The stageplay has of course declined in the technological age, but from the Dionysia of Athens until the Musicals of the '60s the theatre was the highest form of storytelling, the closest approximation to the Wagnerian "Gesamtkunstwerk": "the universal artform". The development of theatre during the 19th and 20th centuries is fascinating and incredibly rapid, with "fads" emerging and dying in cycles lasting only a few years. Genres which were the height of cultural fashion in late 19th century London or Paris have definitions which are so of-their-era that they seem incomprehensible to us today. Emerging from the Italianate "Opera", a lighter form of entertainment made roots in Northern Europe ("the operetta"), soon developing into indigenous forms including Music Hall, Cabaret, Vaudeville, Burlesque, Circus, Singspiel, Pantomime, Revue, or Extravaganza. The only real survivor of this era is the Variety Show, which is still a staple of television, at least in Britain. I suppose circus and pantomime are still around too in their little niches, but can hardly be called dominant cultural forces. What these all have in common is a move away from the classical trag/com split towards a "popular comedy", where people of all classes could come to enjoy a fun, bawdy or risque evening without the tension that everyone might horrifically die at the end. This change led to the sentiment which is still common today, that "tragedies" are erudite and for the educated classes only while comedies are for the more coarse crowds, as the only tragedies being put on were in the older forms of theatre (like Shakespearean or traditional Opera) which were decidedly old-school despite both being for the masses in their time.

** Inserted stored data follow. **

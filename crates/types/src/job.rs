// crates/types/src/job.rs
//! Job submission types.

use std::fmt;
use std::path::PathBuf;

use serde::{Deserialize, Serialize};
#[cfg(feature = "codegen")]
use ts_rs::TS;
use uuid::Uuid;

/// Opaque job identity handed out at submission time.
///
/// Freshly generated ids are random UUIDv4 strings. Anything a client sends
/// back is accepted as an id so that lookups of bogus values simply miss.
#[derive(Debug, Clone, PartialEq, Eq, Hash, PartialOrd, Ord, Serialize, Deserialize)]
#[cfg_attr(feature = "codegen", derive(TS), ts(export, export_to = "../../../web/src/types/generated/"))]
#[serde(transparent)]
pub struct JobId(String);

impl JobId {
    /// Allocate a new random identity.
    pub fn generate() -> Self {
        Self(Uuid::new_v4().to_string())
    }

    pub fn as_str(&self) -> &str {
        &self.0
    }
}

impl fmt::Display for JobId {
    fn fmt(&self, f: &mut fmt::Formatter<'_>) -> fmt::Result {
        f.write_str(&self.0)
    }
}

impl From<String> for JobId {
    fn from(value: String) -> Self {
        Self(value)
    }
}

impl From<&str> for JobId {
    fn from(value: &str) -> Self {
        Self(value.to_string())
    }
}

/// Image encoding the downloader writes pages in.
#[derive(Debug, Clone, Copy, PartialEq, Eq, Default, Serialize, Deserialize)]
#[cfg_attr(feature = "codegen", derive(TS), ts(export, export_to = "../../../web/src/types/generated/"))]
#[serde(rename_all = "lowercase")]
pub enum ImageFormat {
    #[default]
    Jpg,
    Png,
    Webp,
}

impl ImageFormat {
    pub fn as_str(self) -> &'static str {
        match self {
            ImageFormat::Jpg => "jpg",
            ImageFormat::Png => "png",
            ImageFormat::Webp => "webp",
        }
    }
}

impl fmt::Display for ImageFormat {
    fn fmt(&self, f: &mut fmt::Formatter<'_>) -> fmt::Result {
        f.write_str(self.as_str())
    }
}

/// A requested download, as submitted by a client.
///
/// Nothing in this crate or the job layer mutates a request after it has been
/// deserialized. When `download_latest_chapter` is set the chapter bounds are
/// still carried through untouched; the downloader decides to ignore them.
#[derive(Debug, Clone, PartialEq, Eq, Serialize, Deserialize)]
#[cfg_attr(feature = "codegen", derive(TS), ts(export, export_to = "../../../web/src/types/generated/"))]
pub struct JobRequest {
    /// Series URL to download from.
    pub url: String,
    #[serde(default)]
    pub start_chapter: Option<u32>,
    #[serde(default)]
    pub end_chapter: Option<u32>,
    /// Destination directory. `None` lets the downloader pick its default.
    #[serde(default)]
    #[cfg_attr(feature = "codegen", ts(type = "string | null"))]
    pub dest: Option<PathBuf>,
    #[serde(default)]
    pub images_format: ImageFormat,
    #[serde(default)]
    pub download_latest_chapter: bool,
    #[serde(default = "default_separate_chapters")]
    pub separate_chapters: bool,
}

fn default_separate_chapters() -> bool {
    true
}

impl JobRequest {
    /// A request for `url` with every other field at its default.
    pub fn new(url: impl Into<String>) -> Self {
        Self {
            url: url.into(),
            start_chapter: None,
            end_chapter: None,
            dest: None,
            images_format: ImageFormat::default(),
            download_latest_chapter: false,
            separate_chapters: default_separate_chapters(),
        }
    }
}

/// Response body of a successful submission.
#[derive(Debug, Clone, PartialEq, Eq, Serialize, Deserialize)]
#[cfg_attr(feature = "codegen", derive(TS), ts(export, export_to = "../../../web/src/types/generated/"))]
pub struct SubmitResponse {
    pub download_id: JobId,
}

#[cfg(test)]
mod tests {
    use super::*;
    use pretty_assertions::assert_eq;

    #[test]
    fn test_generated_ids_are_unique_uuids() {
        let a = JobId::generate();
        let b = JobId::generate();
        assert_ne!(a, b);
        assert!(Uuid::parse_str(a.as_str()).is_ok());
    }

    #[test]
    fn test_job_id_serializes_as_plain_string() {
        let id = JobId::from("abc-123");
        assert_eq!(serde_json::to_string(&id).unwrap(), "\"abc-123\"");
        let back: JobId = serde_json::from_str("\"abc-123\"").unwrap();
        assert_eq!(back, id);
    }

    #[test]
    fn test_request_defaults_match_minimal_body() {
        let req: JobRequest = serde_json::from_str(r#"{"url":"X"}"#).unwrap();
        assert_eq!(req, JobRequest::new("X"));
        assert_eq!(req.images_format, ImageFormat::Jpg);
        assert!(req.separate_chapters);
        assert!(!req.download_latest_chapter);
        assert!(req.dest.is_none());
    }

    #[test]
    fn test_request_accepts_explicit_nulls() {
        let req: JobRequest = serde_json::from_str(
            r#"{"url":"X","start_chapter":null,"end_chapter":null,"dest":"D","images_format":"png"}"#,
        )
        .unwrap();
        assert_eq!(req.start_chapter, None);
        assert_eq!(req.dest, Some(PathBuf::from("D")));
        assert_eq!(req.images_format, ImageFormat::Png);
    }

    #[test]
    fn test_latest_flag_keeps_chapter_bounds() {
        let req: JobRequest = serde_json::from_str(
            r#"{"url":"X","start_chapter":3,"end_chapter":9,"download_latest_chapter":true}"#,
        )
        .unwrap();
        assert!(req.download_latest_chapter);
        assert_eq!(req.start_chapter, Some(3));
        assert_eq!(req.end_chapter, Some(9));
    }

    #[test]
    fn test_unknown_image_format_rejected() {
        let err = serde_json::from_str::<JobRequest>(r#"{"url":"X","images_format":"gif"}"#);
        assert!(err.is_err());
    }

    #[test]
    fn test_submit_response_shape() {
        let resp = SubmitResponse {
            download_id: JobId::from("id-1"),
        };
        assert_eq!(
            serde_json::to_value(&resp).unwrap(),
            serde_json::json!({"download_id": "id-1"})
        );
    }
}
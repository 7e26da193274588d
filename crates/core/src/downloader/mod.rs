// crates/core/src/downloader/mod.rs
//! Downloader collaborator.
//!
//! The job layer only knows the [`Downloader`] trait: run one request, report
//! progress through a [`ProgressReporter`], return success or an error.
//! [`CliDownloader`] is the process-backed implementation the server ships with.

pub mod cli;
pub mod provider;
pub mod types;

pub use cli::CliDownloader;
pub use provider::{Downloader, ProgressReporter};
pub use types::DownloadError;
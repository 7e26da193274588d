// crates/types/src/lib.rs
//! Shared data model for toon-dl.
//!
//! - [`JobRequest`] / [`JobId`]: what a client submits and the handle it gets back
//! - [`ProgressEvent`]: one update in a job's event stream
//! - [`ClientMessage`] / [`ServerMessage`]: the WebSocket control protocol

pub mod event;
pub mod job;
pub mod wire;

pub use event::{EventKind, ProgressEvent, ProgressFields};
pub use job::{ImageFormat, JobId, JobRequest, SubmitResponse};
pub use wire::{ClientMessage, DecodeError, ErrorNotice, ServerMessage};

City places itself squarely in this "mass media comedy show", taking tropes from the great Victorian styles to build something that feels grand and sentimental. It does this while riding that line between heartwarming and kitsch that makes it feel immediately nostalgic, which is a feeling that I suppose emerges from the style being so out-of-fashion. As well as the finale, City also played a similar trick at the mid-point of the shows running in episode 5. In this episode we see a complex story develop out of one, splitting into a dozen different simultaneous story-threads which all play on the screen at the same time making a visual crescendo which is purposefully bewildering. All these thread eventually weave themselves back into one another until we get a large Where's-Wally-esque scene of all the characters together and all the conflicts resolved. Stuff like this is clearly difficult to pull off, with Kyoani having had to animate the equivalent of five or six episodes just for this one scene to work, which is something it feels like only Kyoani would do. After the tragedy its great to see them back on their feet and delivering anime of as high a quality as ever before.

As seen in City, this "grand finale" is always an impressive and satisfying conclusion to a work of comedy. Pretty much every musical will do something like this, saving the grand musical number for the end along with the "curtain call" where every actor can return to the stage and receive applause. For an ensemble cast like City's its the perfect thing to do, serving a role like an comic epilogue and a celebration of success.